START Data
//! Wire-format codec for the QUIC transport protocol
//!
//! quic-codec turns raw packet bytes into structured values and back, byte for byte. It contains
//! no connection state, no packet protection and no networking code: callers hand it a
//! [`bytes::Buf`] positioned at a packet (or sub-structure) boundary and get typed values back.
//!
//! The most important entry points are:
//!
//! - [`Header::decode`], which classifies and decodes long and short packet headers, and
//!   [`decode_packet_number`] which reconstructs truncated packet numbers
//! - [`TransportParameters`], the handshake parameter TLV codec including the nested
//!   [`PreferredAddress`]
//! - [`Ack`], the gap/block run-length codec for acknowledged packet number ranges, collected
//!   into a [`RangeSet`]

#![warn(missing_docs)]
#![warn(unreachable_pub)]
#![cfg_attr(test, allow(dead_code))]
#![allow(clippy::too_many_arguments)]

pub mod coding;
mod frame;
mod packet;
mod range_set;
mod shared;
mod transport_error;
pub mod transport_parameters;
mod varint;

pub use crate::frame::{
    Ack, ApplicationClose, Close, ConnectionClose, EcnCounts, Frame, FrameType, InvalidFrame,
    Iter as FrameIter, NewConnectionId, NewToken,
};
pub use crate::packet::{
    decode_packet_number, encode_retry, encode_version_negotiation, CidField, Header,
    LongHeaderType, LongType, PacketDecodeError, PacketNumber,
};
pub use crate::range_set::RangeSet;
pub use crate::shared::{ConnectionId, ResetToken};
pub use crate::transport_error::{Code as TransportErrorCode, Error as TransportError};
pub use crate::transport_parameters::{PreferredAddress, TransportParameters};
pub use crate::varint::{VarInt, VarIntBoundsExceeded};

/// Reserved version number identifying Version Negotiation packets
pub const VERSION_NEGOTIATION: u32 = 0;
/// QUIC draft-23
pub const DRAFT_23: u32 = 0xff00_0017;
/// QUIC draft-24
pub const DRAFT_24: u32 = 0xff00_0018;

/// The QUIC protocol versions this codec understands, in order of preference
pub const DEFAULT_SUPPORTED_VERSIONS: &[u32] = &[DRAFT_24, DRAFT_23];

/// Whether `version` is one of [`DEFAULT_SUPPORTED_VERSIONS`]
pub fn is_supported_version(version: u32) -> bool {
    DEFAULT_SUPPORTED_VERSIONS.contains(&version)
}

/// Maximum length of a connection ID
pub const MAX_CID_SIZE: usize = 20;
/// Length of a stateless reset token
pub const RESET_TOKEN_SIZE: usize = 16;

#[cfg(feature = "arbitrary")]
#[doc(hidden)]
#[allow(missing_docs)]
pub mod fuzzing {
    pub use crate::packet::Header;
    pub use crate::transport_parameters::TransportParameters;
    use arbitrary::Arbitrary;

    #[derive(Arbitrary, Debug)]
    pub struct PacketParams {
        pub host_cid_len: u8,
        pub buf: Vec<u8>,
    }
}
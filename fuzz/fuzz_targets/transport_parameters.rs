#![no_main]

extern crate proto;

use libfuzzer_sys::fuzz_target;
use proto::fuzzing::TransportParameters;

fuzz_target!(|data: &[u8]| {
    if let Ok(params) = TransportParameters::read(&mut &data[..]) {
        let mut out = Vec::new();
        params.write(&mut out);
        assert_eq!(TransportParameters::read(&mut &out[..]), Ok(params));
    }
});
END Data
> [Task to carry out]: Print out each record above exactly, with nothing omitted.

> [Solution]:
//! Wire-format codec for the QUIC transport protocol
//!
//! quic-codec turns raw packet bytes into structured values and back, byte for byte. It contains
//! no connection state, no packet protection and no networking code: callers hand it a
//! [`bytes::Buf`] positioned at a packet (or sub-structure) boundary and get typed values back.
//!
//! The most important entry points are:
//!
//! - [`Header::decode`], which classifies and decodes long and short packet headers, and
//!   [`decode_packet_number`] which reconstructs truncated packet numbers
//! - [`TransportParameters`], the handshake parameter TLV codec including the nested
//!   [`PreferredAddress`]
//! - [`Ack`], the gap/block run-length codec for acknowledged packet number ranges, collected
//!   into a [`RangeSet`]

#![warn(missing_docs)]
#![warn(unreachable_pub)]
#![cfg_attr(test, allow(dead_code))]
#![allow(clippy::too_many_arguments)]

pub mod coding;
mod frame;
mod packet;
mod range_set;
mod shared;
mod transport_error;
pub mod transport_parameters;
mod varint;

pub use crate::frame::{
    Ack, ApplicationClose, Close, ConnectionClose, EcnCounts, Frame, FrameType, InvalidFrame,
    Iter as FrameIter, NewConnectionId, NewToken,
};
pub use crate::packet::{
    decode_packet_number, encode_retry, encode_version_negotiation, CidField, Header,
    LongHeaderType, LongType, PacketDecodeError, PacketNumber,
};
pub use crate::range_set::RangeSet;
pub use crate::shared::{ConnectionId, ResetToken};
pub use crate::transport_error::{Code as TransportErrorCode, Error as TransportError};
pub use crate::transport_parameters::{PreferredAddress, TransportParameters};
pub use crate::varint::{VarInt, VarIntBoundsExceeded};

/// Reserved version number identifying Version Negotiation packets
pub const VERSION_NEGOTIATION: u32 = 0;
/// QUIC draft-23
pub const DRAFT_23: u32 = 0xff00_0017;
/// QUIC draft-24
pub const DRAFT_24: u32 = 0xff00_0018;

/// The QUIC protocol versions this codec understands, in order of preference
pub const DEFAULT_SUPPORTED_VERSIONS: &[u32] = &[DRAFT_24, DRAFT_23];

/// Whether `version` is one of [`DEFAULT_SUPPORTED_VERSIONS`]
pub fn is_supported_version(version: u32) -> bool {
    DEFAULT_SUPPORTED_VERSIONS.contains(&version)
}

/// Maximum length of a connection ID
pub const MAX_CID_SIZE: usize = 20;
/// Length of a stateless reset token
pub const RESET_TOKEN_SIZE: usize = 16;

#[cfg(feature = "arbitrary")]
#[doc(hidden)]
#[allow(missing_docs)]
pub mod fuzzing {
    pub use crate::packet::Header;
    pub use crate::transport_parameters::TransportParameters;
    use arbitrary::Arbitrary;

    #[derive(Arbitrary, Debug)]
    pub struct PacketParams {
        pub host_cid_len: u8,
        pub buf: Vec<u8>,
    }
}
filename fuzz/fuzz_targets/transport_parameters.rs
#![no_main]

extern crate proto;

use libfuzzer_sys::fuzz_target;
use proto::fuzzing::TransportParameters;

fuzz_target!(|data: &[u8]| {
    if let Ok(params) = TransportParameters::read(&mut &data[..]) {
        let mut out = Vec::new();
        params.write(&mut out);
        assert_eq!(TransportParameters::read(&mut &out[..]), Ok(params));
    }
});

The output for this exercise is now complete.